Siegle argues that restoring her car to its precrash "like kind and quality," as her Progressive Insurance Co. policy promised, should include payment for loss of market value. It's an argument that a growing number of courts around the country have accepted.
Last year, the State Farm Mutual Automobile Insurance Co. agreed to pay more than $100 million to settle the claims of a class-action suit by Georgia policyholders alleging they were owed payments for the lost value of their vehicles.
But Florida courts remain unconvinced. Siegle's case was dismissed by a Broward Circuit Court judge whose ruling was upheld by the 4th District Court of Appeal last May. The 4th DCA acknowledged the split of opinions across the country but held that there was nothing in Siegle's policy that obligated Progressive to do anything beyond restoring the car "to good condition with parts, equipment and workmanship of the same essential character, nature and degree of excellence" that previously existed.
The 3rd District Court of Appeal also rejected the argument last year, ruling against a man seeking diminished value compensation for a car damaged in a hurricane. "Nowhere does (the insurer's obligation) include liability for loss due to a stigma on resale resulting from 'market psychology' that a vehicle damaged and repaired is worth less than a similar one that has never been damaged," the court wrote.
But Siegle's lawyers, Mike Peacock and W. Christian Hoyer of Tampa, believe that Florida law requires insurance companies to pay for lost value. A 1984 information bulletin issued by then-Insurance Commissioner Bill Gunter says a car owner "has not been properly indemnified unless there is no diminution in value of the automobile as it was before the damage and as it is after repairs."
Peacock also cites a number of other Florida appellate court decisions that recognize the concept of lost market value. And he notes, Progressive could have specifically excluded such coverage but did not.

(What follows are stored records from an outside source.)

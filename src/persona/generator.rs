//! Text-generation collaborator used for custom personas.
//!
//! [`ChatCompletionsGenerator`] talks to any OpenAI-compatible
//! `/chat/completions` endpoint via `reqwest`. Failures are returned as
//! [`GenerationError`]; the persona selector turns them into "no change".

use std::fmt;
use std::time::Duration;

use async_trait::async_trait;
use serde_json::Value;

use crate::config::GeneratorConfig;
use crate::error::GenerationError;

/// Produces descriptor text for a wrapped prompt.
#[async_trait]
pub trait TextGenerator: Send + Sync + fmt::Debug {
    async fn generate(&self, prompt: &str) -> Result<String, GenerationError>;
}

// ---------------------------------------------------------------------------
// OpenAI-compatible provider
// ---------------------------------------------------------------------------

const DEFAULT_TIMEOUT: Duration = Duration::from_secs(60);

/// Generator backed by an OpenAI-compatible chat completions API.
#[derive(Debug, Clone)]
pub struct ChatCompletionsGenerator {
    base_url: String,
    model: String,
    api_key: Option<String>,
    temperature: f64,
    timeout: Duration,
    max_retries: u32,
}

impl ChatCompletionsGenerator {
    pub fn new(config: &GeneratorConfig) -> Self {
        Self {
            base_url: config.base_url.trim_end_matches('/').to_string(),
            model: config.model.clone(),
            api_key: config.api_key.clone(),
            temperature: config.temperature,
            timeout: Duration::try_from_secs_f64(config.timeout_secs.max(1.0))
                .unwrap_or(DEFAULT_TIMEOUT),
            max_retries: 2,
        }
    }

    pub fn endpoint(&self) -> String {
        format!("{}/chat/completions", self.base_url)
    }

    /// Request body for a single-turn completion.
    pub fn build_request_body(&self, prompt: &str) -> Value {
        serde_json::json!({
            "model": self.model,
            "messages": [{"role": "user", "content": prompt}],
            "temperature": self.temperature,
        })
    }

    /// Pull the first choice's text out of a completions response.
    pub fn parse_response(response: &Value) -> Result<String, GenerationError> {
        let message = response
            .get("choices")
            .and_then(|c| c.get(0))
            .and_then(|c| c.get("message"))
            .ok_or_else(|| GenerationError::Malformed("no choices in response".to_string()))?;

        let content = message
            .get("content")
            .and_then(|c| c.as_str())
            .map(str::trim)
            .unwrap_or_default();

        if content.is_empty() {
            return Err(GenerationError::EmptyResponse);
        }

        if let Some(usage) = response.get("usage") {
            log::debug!(
                "Persona generation token usage: prompt={}, completion={}",
                usage.get("prompt_tokens").and_then(|v| v.as_i64()).unwrap_or(0),
                usage.get("completion_tokens").and_then(|v| v.as_i64()).unwrap_or(0),
            );
        }

        Ok(content.to_string())
    }
}

#[async_trait]
impl TextGenerator for ChatCompletionsGenerator {
    async fn generate(&self, prompt: &str) -> Result<String, GenerationError> {
        let api_key = self.api_key.as_ref().ok_or(GenerationError::MissingApiKey)?;
        let body = self.build_request_body(prompt);
        let endpoint = self.endpoint();

        let client = reqwest::Client::builder()
            .timeout(self.timeout)
            .build()
            .map_err(|e| GenerationError::Request(e.to_string()))?;

        let mut last_error = GenerationError::Request("no attempt made".to_string());
        let mut retry_delay = Duration::from_secs(1);

        for attempt in 0..=self.max_retries {
            if attempt > 0 {
                log::warn!(
                    "Persona generation retry attempt {} after {:?}",
                    attempt,
                    retry_delay
                );
                tokio::time::sleep(retry_delay).await;
                retry_delay *= 2;
            }

            let response = match client
                .post(&endpoint)
                .bearer_auth(api_key)
                .json(&body)
                .send()
                .await
            {
                Ok(resp) => resp,
                Err(e) => {
                    last_error = GenerationError::Request(e.to_string());
                    continue;
                }
            };

            let status = response.status();
            let text = match response.text().await {
                Ok(text) => text,
                Err(e) => {
                    last_error = GenerationError::Request(e.to_string());
                    continue;
                }
            };

            if status == reqwest::StatusCode::TOO_MANY_REQUESTS || status.is_server_error() {
                last_error = GenerationError::Http {
                    status: status.as_u16(),
                    body: text,
                };
                continue;
            }
            if !status.is_success() {
                return Err(GenerationError::Http {
                    status: status.as_u16(),
                    body: text,
                });
            }

            let json: Value = serde_json::from_str(&text).map_err(|e| {
                GenerationError::Malformed(format!(
                    "{} - body: {}",
                    e,
                    text.chars().take(200).collect::<String>()
                ))
            })?;
            return Self::parse_response(&json);
        }

        Err(last_error)
    }
}

// ---------------------------------------------------------------------------
// Disabled provider
// ---------------------------------------------------------------------------

/// Generator used when no provider is configured; every call fails.
#[derive(Debug, Clone, Copy, Default)]
pub struct DisabledGenerator;

#[async_trait]
impl TextGenerator for DisabledGenerator {
    async fn generate(&self, _prompt: &str) -> Result<String, GenerationError> {
        Err(GenerationError::MissingApiKey)
    }
}
#[cfg(test)]
mod tests {
    use super::*;
    use crate::persona::{PersonaAssignment, PersonaCatalog};
    use crate::store::InMemoryStore;
    use std::collections::BTreeMap;
    use std::sync::Arc;

    fn setup() -> (AffinityUpdater, AffinityStore, PersonaSelector) {
        (
            AffinityUpdater::new(EconomyConfig::default()),
            AffinityStore::new(InMemoryStore::new()),
            PersonaSelector::with_seed(Arc::new(PersonaCatalog::default()), 42),
        )
    }

    fn flat_updater() -> AffinityUpdater {
        AffinityUpdater::new(EconomyConfig {
            ladder: BTreeMap::new(),
            ..Default::default()
        })
    }

    #[test]
    fn test_positive_delta_scaled() {
        let (updater, mut store, selector) = setup();
        let outcome = updater.apply_delta(&mut store, &selector, "alice", 1.6, 10.0);
        assert_eq!(outcome.adjusted_delta, 16.0);
        assert_eq!(outcome.total_score, 16.0);
        assert_eq!(store.get("alice").unwrap().total_score, 16.0);
    }

    #[test]
    fn test_negative_delta_amplified() {
        let (updater, mut store, selector) = setup();
        let outcome = updater.apply_delta(&mut store, &selector, "alice", 1.6, -10.0);
        assert_eq!(outcome.adjusted_delta, -80.0);
        assert_eq!(outcome.total_score, -80.0);
    }

    #[test]
    fn test_adjusted_delta_formula() {
        let updater = flat_updater();
        let selector = PersonaSelector::with_seed(Arc::new(PersonaCatalog::default()), 1);
        for (speed, multiplier, raw) in [
            (0.87, 1.2, 3.0),
            (0.93, 0.5, -1.0),
            (0.705, 1.6, 7.0),
            (0.05, 1.2, -3.0),
        ] {
            let mut store = AffinityStore::new(InMemoryStore::new());
            store.get_or_create("x").speed_multiplier = speed;
            let outcome = updater.apply_delta(&mut store, &selector, "x", multiplier, raw);
            let amplified = if raw < 0.0 { raw * 5.0 } else { raw };
            assert_eq!(outcome.adjusted_delta, round2(amplified * multiplier * speed));
        }
    }

    #[test]
    fn test_positive_excursion_entered_exactly_once() {
        let updater = flat_updater();
        let (_, mut store, selector) = setup();
        store.set_persona("alice", PersonaAssignment::Builtin(3));

        let mut entries = 0;
        for _ in 0..50 {
            let before = store.get_or_create("alice").direction;
            let outcome = updater.apply_delta(&mut store, &selector, "alice", 1.0, 100.0);
            if before.is_natural() && outcome.direction == Direction::Positive {
                entries += 1;
                assert_eq!(outcome.total_score, 0.0);
                assert!(!outcome.notification.is_empty());
                let record = store.get("alice").unwrap();
                assert_eq!(record.saved_persona, Some(PersonaAssignment::Builtin(3)));
                assert_eq!(record.speed_multiplier, 0.98);
                assert_eq!(record.change_count, 1);
                assert!(store.persona("alice").unwrap().is_custom());
                break;
            }
        }
        assert_eq!(entries, 1);

        // Further growth stays inside the excursion.
        for _ in 0..60 {
            let outcome = updater.apply_delta(&mut store, &selector, "alice", 1.0, 100.0);
            assert_eq!(outcome.direction, Direction::Positive);
        }
        assert_eq!(store.get("alice").unwrap().change_count, 1);
    }

    #[test]
    fn test_entry_without_persona_still_saves_one() {
        let (updater, mut store, selector) = setup();
        store.get_or_create("bob").total_score = -1990.0;
        let outcome = updater.apply_delta(&mut store, &selector, "bob", 1.0, -2.0);

        assert_eq!(outcome.direction, Direction::Negative);
        let record = store.get("bob").unwrap();
        assert!(record.saved_persona.is_some());
        assert!(record.notified_milestones.is_empty());
        assert_eq!(record.total_score, 0.0);
    }

    #[test]
    fn test_return_only_at_exact_zero() {
        let updater = flat_updater();
        let (_, mut store, selector) = setup();
        store.set_persona("carol", PersonaAssignment::Builtin(5));
        store.get_or_create("carol").total_score = 4990.0;
        updater.apply_delta(&mut store, &selector, "carol", 1.0, 10.0);
        assert_eq!(store.get("carol").unwrap().direction, Direction::Positive);

        // +10 at speed 0.98 -> 9.8
        let outcome = updater.apply_delta(&mut store, &selector, "carol", 1.0, 10.0);
        assert_eq!(outcome.total_score, 9.8);
        assert_eq!(outcome.direction, Direction::Positive);

        // -1 amplified to -4.9 -> 4.9, still away from natural
        let outcome = updater.apply_delta(&mut store, &selector, "carol", 1.0, -1.0);
        assert_eq!(outcome.total_score, 4.9);
        assert_eq!(outcome.direction, Direction::Positive);

        // -1 again -> exactly 0
        let outcome = updater.apply_delta(&mut store, &selector, "carol", 1.0, -1.0);
        assert_eq!(outcome.total_score, 0.0);
        assert_eq!(outcome.direction, Direction::Natural);
        assert!(outcome.notification.contains("restored"));

        let record = store.get("carol").unwrap();
        assert!(record.saved_persona.is_none());
        assert_eq!(record.speed_multiplier, 1.0);
        assert_eq!(store.persona("carol"), Some(&PersonaAssignment::Builtin(5)));
    }

    #[test]
    fn test_no_direct_flip_between_excursions() {
        let updater = flat_updater();
        let (_, mut store, selector) = setup();
        store.get_or_create("dave").total_score = 4999.0;
        updater.apply_delta(&mut store, &selector, "dave", 1.0, 1.0);
        assert_eq!(store.get("dave").unwrap().direction, Direction::Positive);

        let outcome = updater.apply_delta(&mut store, &selector, "dave", 1.0, -1000.0);
        assert!(outcome.total_score < -2000.0);
        assert_eq!(outcome.direction, Direction::Positive);
        assert_eq!(store.get("dave").unwrap().change_count, 1);
    }

    #[test]
    fn test_speed_decay_respects_floor() {
        let updater = flat_updater();
        let (_, mut store, selector) = setup();
        let record = store.get_or_create("erin");
        record.total_score = 4999.0;
        record.speed_multiplier = 0.05;
        updater.apply_delta(&mut store, &selector, "erin", 20.0, 1.0);
        assert_eq!(store.get("erin").unwrap().speed_multiplier, 0.05);
    }

    #[test]
    fn test_milestone_ratchet_overwrites_speed() {
        let (updater, mut store, selector) = setup();
        let outcome = updater.apply_delta(&mut store, &selector, "frank", 1.0, 60.0);
        assert_eq!(outcome.speed_multiplier, 0.9);
        assert!(outcome.notification.contains("passed 50"));
        assert!(outcome.notification.contains("40.00 more to reach 100"));

        let record = store.get("frank").unwrap();
        assert!(record.notified_milestones.contains(&10));
        assert!(record.notified_milestones.contains(&50));

        // Already notified: a small step adds no message.
        let outcome = updater.apply_delta(&mut store, &selector, "frank", 1.0, 1.0);
        assert!(outcome.notification.is_empty());
    }

    #[test]
    fn test_negative_milestone_message() {
        let (updater, mut store, selector) = setup();
        let outcome = updater.apply_delta(&mut store, &selector, "gina", 1.6, -10.0);
        assert!(outcome.notification.contains("dropped below -50"));
        assert_eq!(outcome.speed_multiplier, 0.9);
    }

    #[test]
    fn test_apply_delta_persists() {
        let backend = InMemoryStore::new();
        let mut store = AffinityStore::new(backend.clone());
        let (updater, _, selector) = setup();
        updater.apply_delta(&mut store, &selector, "hank", 1.0, 1.0);
        assert!(backend.contents().unwrap().contains("hank"));
    }

    #[test]
    fn test_overflowing_delta_is_dropped() {
        let backend = InMemoryStore::new();
        let mut store = AffinityStore::new(backend.clone());
        let (updater, _, selector) = setup();
        updater.apply_delta(&mut store, &selector, "alice", 1.0, 5.0);
        let record = store.get_or_create("mallory");
        record.direction = Direction::Positive;
        record.total_score = 12.5;
        record.saved_persona = Some(PersonaAssignment::Builtin(1));

        let outcome = updater.apply_delta(&mut store, &selector, "mallory", 1.6, -1e308);
        assert_eq!(outcome.adjusted_delta, 0.0);
        assert_eq!(outcome.total_score, 12.5);
        assert_eq!(outcome.direction, Direction::Positive);
        assert_eq!(store.get("mallory").unwrap().total_score, 12.5);

        let outcome = updater.apply_delta(&mut store, &selector, "alice", 1.0, 1e308 * 10.0);
        assert_eq!(outcome.total_score, 5.0);

        updater.apply_delta(&mut store, &selector, "mallory", 1.0, 1.0);
        let mut reopened = AffinityStore::new(backend);
        assert!(matches!(reopened.load(), crate::store::LoadOutcome::Loaded { .. }));
        assert_eq!(reopened.get("alice").unwrap().total_score, 5.0);
        assert!(reopened.get("mallory").unwrap().total_score.is_finite());
    }

    fn notify_everything(store: &mut AffinityStore, identity: &str) {
        let keys: Vec<i64> = EconomyConfig::default().ladder.keys().copied().collect();
        store
            .get_or_create(identity)
            .notified_milestones
            .extend(keys);
    }

    #[test]
    fn test_entry_clears_notified_milestones() {
        let (updater, mut store, selector) = setup();

        store.get_or_create("ivy").total_score = 4999.0;
        notify_everything(&mut store, "ivy");
        let outcome = updater.apply_delta(&mut store, &selector, "ivy", 1.0, 1.0);
        assert_eq!(outcome.direction, Direction::Positive);
        assert!(store.get("ivy").unwrap().notified_milestones.is_empty());

        store.get_or_create("jack").total_score = -1999.0;
        notify_everything(&mut store, "jack");
        let outcome = updater.apply_delta(&mut store, &selector, "jack", 1.0, -1.0);
        assert_eq!(outcome.direction, Direction::Negative);
        assert!(store.get("jack").unwrap().notified_milestones.is_empty());
    }

    #[test]
    fn test_negative_return_clears_milestones_and_restores() {
        let (updater, mut store, selector) = setup();
        store.set_persona("kate", PersonaAssignment::Builtin(7));
        store.get_or_create("kate").total_score = -1999.0;
        updater.apply_delta(&mut store, &selector, "kate", 1.0, -1.0);
        assert_eq!(store.get("kate").unwrap().direction, Direction::Negative);
        assert!(store.persona("kate").unwrap().is_custom());

        // Drift inside the excursion, picking up milestones on the way.
        let outcome = updater.apply_delta(&mut store, &selector, "kate", 1.0, -20.0);
        assert_eq!(outcome.direction, Direction::Negative);
        assert!(!store.get("kate").unwrap().notified_milestones.is_empty());

        let record = store.get_or_create("kate");
        record.total_score = -10.0;
        record.speed_multiplier = 1.0;
        let outcome = updater.apply_delta(&mut store, &selector, "kate", 1.0, 10.0);
        assert_eq!(outcome.total_score, 0.0);
        assert_eq!(outcome.direction, Direction::Natural);

        let record = store.get("kate").unwrap();
        assert!(record.notified_milestones.is_empty());
        assert!(record.saved_persona.is_none());
        assert_eq!(record.speed_multiplier, 1.0);
        assert_eq!(store.persona("kate"), Some(&PersonaAssignment::Builtin(7)));
    }
}
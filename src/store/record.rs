//! Per-identity affinity record.

use std::collections::BTreeSet;

use serde::{Deserialize, Serialize};

use crate::persona::PersonaAssignment;

/// Round to two decimal places. Every score mutation passes through here.
pub fn round2(value: f64) -> f64 {
    round_to(value, 2)
}

/// Round to three decimal places (speed multipliers).
pub fn round3(value: f64) -> f64 {
    round_to(value, 3)
}

/// Rounds the exact binary value, ties to even, so `0.125` becomes `0.12`.
/// Historical documents were written with this rounding.
fn round_to(value: f64, places: usize) -> f64 {
    if !value.is_finite() {
        return value;
    }
    match format!("{:.*}", places, value).parse::<f64>() {
        Ok(rounded) => rounded + 0.0,
        Err(_) => value,
    }
}

/// Which excursion state an identity is in.
#[derive(Debug, Clone, Copy, Default, PartialEq, Eq, Hash, Serialize, Deserialize)]
#[serde(rename_all = "lowercase")]
pub enum Direction {
    #[default]
    Natural,
    Positive,
    Negative,
}

impl Direction {
    pub fn is_natural(self) -> bool {
        self == Direction::Natural
    }

    pub fn as_str(self) -> &'static str {
        match self {
            Direction::Natural => "natural",
            Direction::Positive => "positive",
            Direction::Negative => "negative",
        }
    }
}

impl std::fmt::Display for Direction {
    fn fmt(&self, f: &mut std::fmt::Formatter<'_>) -> std::fmt::Result {
        f.write_str(self.as_str())
    }
}

/// Affinity state for one identity.
#[derive(Debug, Clone, PartialEq, Serialize, Deserialize)]
#[serde(default)]
pub struct AffinityRecord {
    /// Signed score, always rounded to two decimals.
    pub total_score: f64,
    /// Current excursion state.
    pub direction: Direction,
    /// Damping factor applied to future deltas, in `[floor, 1.0]`.
    pub speed_multiplier: f64,
    /// Ladder keys already announced in the current excursion cycle.
    pub notified_milestones: BTreeSet<i64>,
    /// Number of excursion entries so far.
    pub change_count: u32,
    /// Persona captured at excursion entry, restored on return to Natural.
    pub saved_persona: Option<PersonaAssignment>,
}

impl Default for AffinityRecord {
    fn default() -> Self {
        Self {
            total_score: 0.0,
            direction: Direction::Natural,
            speed_multiplier: 1.0,
            notified_milestones: BTreeSet::new(),
            change_count: 0,
            saved_persona: None,
        }
    }
}

impl AffinityRecord {
    /// Zero the score and drop all excursion state, keeping the diagnostic counter.
    pub fn clear_excursion(&mut self) {
        self.total_score = 0.0;
        self.direction = Direction::Natural;
        self.speed_multiplier = 1.0;
        self.notified_milestones.clear();
        self.saved_persona = None;
    }

    pub fn in_excursion(&self) -> bool {
        !self.direction.is_natural()
    }
}
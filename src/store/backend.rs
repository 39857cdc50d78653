//! Backends for the live affinity document.
//!
//! A backend only moves raw JSON text in and out; decoding and the
//! fallback-on-corruption policy live in [`super::AffinityStore`].

use std::fs;
use std::path::{Path, PathBuf};
use std::sync::Arc;

use parking_lot::Mutex;

/// Durable storage for the single affinity document.
pub trait DocumentStore: Send + Sync + std::fmt::Debug {
    /// Read the whole document. `Ok(None)` means nothing has been written yet.
    fn read(&self) -> Result<Option<String>, anyhow::Error>;

    /// Replace the whole document.
    fn write(&self, contents: &str) -> Result<(), anyhow::Error>;

    /// Human-readable location, used in log lines.
    fn location(&self) -> String;
}

// ---------------------------------------------------------------------------
// JSON file
// ---------------------------------------------------------------------------

/// Stores the document as a pretty-printed JSON file.
///
/// Writes go to a sibling `.tmp` file first and are renamed into place, so a
/// crash mid-write leaves the previous document intact.
#[derive(Debug, Clone)]
pub struct JsonFileStore {
    path: PathBuf,
}

impl JsonFileStore {
    pub fn new(path: impl Into<PathBuf>) -> Self {
        Self { path: path.into() }
    }

    pub fn path(&self) -> &Path {
        &self.path
    }

    fn temp_path(&self) -> PathBuf {
        let mut name = self
            .path
            .file_name()
            .map(|n| n.to_os_string())
            .unwrap_or_default();
        name.push(".tmp");
        self.path.with_file_name(name)
    }
}

impl DocumentStore for JsonFileStore {
    fn read(&self) -> Result<Option<String>, anyhow::Error> {
        if !self.path.exists() {
            return Ok(None);
        }
        let content = fs::read_to_string(&self.path)?;
        Ok(Some(content))
    }

    fn write(&self, contents: &str) -> Result<(), anyhow::Error> {
        if let Some(parent) = self.path.parent() {
            if !parent.as_os_str().is_empty() && !parent.exists() {
                fs::create_dir_all(parent)?;
            }
        }
        let tmp = self.temp_path();
        fs::write(&tmp, contents)?;
        fs::rename(&tmp, &self.path)?;
        log::debug!("JsonFileStore::write: path={}", self.path.display());
        Ok(())
    }

    fn location(&self) -> String {
        self.path.display().to_string()
    }
}

// ---------------------------------------------------------------------------
// In-memory
// ---------------------------------------------------------------------------

/// Keeps the document in memory. Clones share the same buffer, which lets a
/// test hand one clone to the store and inspect or corrupt it through another.
#[derive(Debug, Clone, Default)]
pub struct InMemoryStore {
    contents: Arc<Mutex<Option<String>>>,
    fail_writes: Arc<Mutex<bool>>,
}

impl InMemoryStore {
    pub fn new() -> Self {
        Self::default()
    }

    /// Start from the given raw contents.
    pub fn with_contents(contents: impl Into<String>) -> Self {
        let store = Self::default();
        *store.contents.lock() = Some(contents.into());
        store
    }

    /// Current raw contents.
    pub fn contents(&self) -> Option<String> {
        self.contents.lock().clone()
    }

    /// Make every subsequent write fail.
    pub fn set_fail_writes(&self, fail: bool) {
        *self.fail_writes.lock() = fail;
    }
}

impl DocumentStore for InMemoryStore {
    fn read(&self) -> Result<Option<String>, anyhow::Error> {
        Ok(self.contents.lock().clone())
    }

    fn write(&self, contents: &str) -> Result<(), anyhow::Error> {
        if *self.fail_writes.lock() {
            anyhow::bail!("in-memory store configured to reject writes");
        }
        *self.contents.lock() = Some(contents.to_string());
        Ok(())
    }

    fn location(&self) -> String {
        "memory".to_string()
    }
}

#[cfg(test)]
mod tests {
    use super::*;

    #[test]
    fn test_json_file_store_missing_reads_none() {
        let dir = tempfile::tempdir().unwrap();
        let store = JsonFileStore::new(dir.path().join("affinity.json"));
        assert!(store.read().unwrap().is_none());
    }

    #[test]
    fn test_json_file_store_write_creates_parent() {
        let dir = tempfile::tempdir().unwrap();
        let path = dir.path().join("nested").join("affinity.json");
        let store = JsonFileStore::new(&path);

        store.write("{\"affinity\": {}}").unwrap();
        assert_eq!(store.read().unwrap().as_deref(), Some("{\"affinity\": {}}"));
        assert!(!dir.path().join("nested").join("affinity.json.tmp").exists());
    }

    #[test]
    fn test_in_memory_store_shares_buffer() {
        let store = InMemoryStore::new();
        let shared = store.clone();
        store.write("abc").unwrap();
        assert_eq!(shared.contents().as_deref(), Some("abc"));
    }

    #[test]
    fn test_in_memory_store_fail_writes() {
        let store = InMemoryStore::with_contents("old");
        store.set_fail_writes(true);
        assert!(store.write("new").is_err());
        assert_eq!(store.contents().as_deref(), Some("old"));
    }
}
//! Fixed-layout parameter vector: three scalars per line.
//!
//! Slot of `(line, kind)` is `3 * line + kind`, with kinds ordered
//! extension, movement along `n0`, movement along `n1`.

/// Which of a line's three unknowns.
#[derive(Clone, Copy, Debug, PartialEq, Eq, Hash)]
pub enum ParamKind {
    Extension = 0,
    Move0 = 1,
    Move1 = 2,
}

impl ParamKind {
    pub const ALL: [ParamKind; 3] = [ParamKind::Extension, ParamKind::Move0, ParamKind::Move1];
    pub const PER_LINE: usize = 3;
}

/// Index arithmetic for `lines` lines.
#[derive(Clone, Copy, Debug, PartialEq, Eq)]
pub struct ParamLayout {
    pub lines: usize,
}

impl ParamLayout {
    #[inline]
    pub fn new(lines: usize) -> Self {
        Self { lines }
    }
    /// Total number of scalars (`3 · lines`).
    #[inline]
    pub fn len(&self) -> usize {
        self.lines * ParamKind::PER_LINE
    }
    #[inline]
    pub fn is_empty(&self) -> bool {
        self.lines == 0
    }
    #[inline]
    pub fn index(&self, line: usize, kind: ParamKind) -> usize {
        debug_assert!(line < self.lines, "line {line} out of {}", self.lines);
        line * ParamKind::PER_LINE + kind as usize
    }
    /// Slots of the objective terms (all movement scalars).
    pub fn movement_slots(&self) -> impl Iterator<Item = usize> + '_ {
        (0..self.lines).flat_map(move |k| {
            [
                self.index(k, ParamKind::Move0),
                self.index(k, ParamKind::Move1),
            ]
        })
    }
    /// Read back one line's unknowns from a flat slice of length `len()`.
    #[inline]
    pub fn line_params(&self, values: &[f64], line: usize) -> LineParams {
        LineParams {
            extension: values[self.index(line, ParamKind::Extension)],
            movement: [
                values[self.index(line, ParamKind::Move0)],
                values[self.index(line, ParamKind::Move1)],
            ],
        }
    }
}

/// Solved unknowns of one line.
#[derive(Clone, Copy, Debug, Default, PartialEq)]
pub struct LineParams {
    /// Signed distance along the line direction from its start.
    pub extension: f64,
    /// Coefficients along the normal-frame axes `(n0, n1)`.
    pub movement: [f64; 2],
}

impl LineParams {
    /// This line's share of the objective, `m0² + m1²`.
    #[inline]
    pub fn cost(&self) -> f64 {
        self.movement[0] * self.movement[0] + self.movement[1] * self.movement[1]
    }
}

Tallahassee lawyer Katherine Giddings, who represents three national insurance trade associations, warns that a decision for Siegle would "significantly increase" the cost of collision insurance "and possibly all property insurance."
Litmus Test
When a bill designed to increase Gov. Jeb Bush's influence in seating judges became law nine months ago, critics warned that the conservatives and Christian activists who pushed the measure would work to ensure that candidates' views on things like abortion and school prayer would match theirs ["Razing the Bar," July 2001].
A recent appointment to the circuit court bench in Broward County has done little to put such fears to rest. Judge Cheryl Aleman's successful last-minute application for a judicial vacancy surprised some in the local legal community who had never heard of her. A former prosecutor with the Office of Statewide Prosecution, Aleman is described by the Broward Daily Business Review as a "conservative Republican and such a strong Christian conservative that she served as president of the Broward chapter of the highly ideological Christian Legal Society in 2000."
Though well-regarded, Aleman's elevation left many insiders puzzled as to how she had leapfrogged over better-known candidates on her first application, the newspaper reported. More troubling was the paper's revelation that two other applicants were asked their views on the Ninth Amendment -- a reference to the primary legal authority for the federal right to privacy, and by extension, abortion rights and decisions overturning bans on gay sex.
The question is considered a thinly veiled litmus test designed to ascertain a candidate's views on such issues. Calls to the governor's general counsel, Charles Canady, were returned by Bush spokeswoman Elizabeth Hirst. "There are no litmus test questions," Hirst says. "Depending on the flow of the interview, different questions and answers come up."
State Sen. Walter "Skip" Campbell, a Broward trial lawyer, says if Canady did ask candidates about the Ninth Amendment, it's difficult to imagine that it was anything other than a litmus test. "It has nothing to do with" the job of a state court judge, he says.
Settlement
Orlando-based workers' compensation law firm Rissman, Weisberg, Barrett, Hurt, Donahue & McLain has settled a lawsuit brought by a former compensation claims judge who alleged the firm defamed him at a 1994 seminar by suggesting that "young men in shorts" could curry favor in his courtroom ["Sleeping with the Enemy," December 1999].
Rand Hoch, now a mediator in West Palm Beach, says he has been paid a "substantial" amount of money to drop his lawsuit against the firm but says under the terms of the settlement, he can't say how much.
The firm has also agreed to publish statements in two trade publications read by insurance adjusters and workers' compensation lawyers acknowledging that the suggestion is untrue, though the firm did not admit that any of its lawyers were responsible for making it.
The characterization of Hoch was one of a number of unflattering descriptions of judges and lawyers in the state's workers' comp system contained in a memorandum purporting to summarize a seminar the firm put on for insurance adjusters. Titled "Sleeping with the Enemy," the Rissman, Weisberg seminars were designed to give adjusters the advantage of knowing the quirks, temperament and reputations of the judges and lawyers they'd be working with.
Hoch, who is openly gay, argued that the characterization of him suggested that he was a pedophile and that his sexual orientation could influence his professional judgment.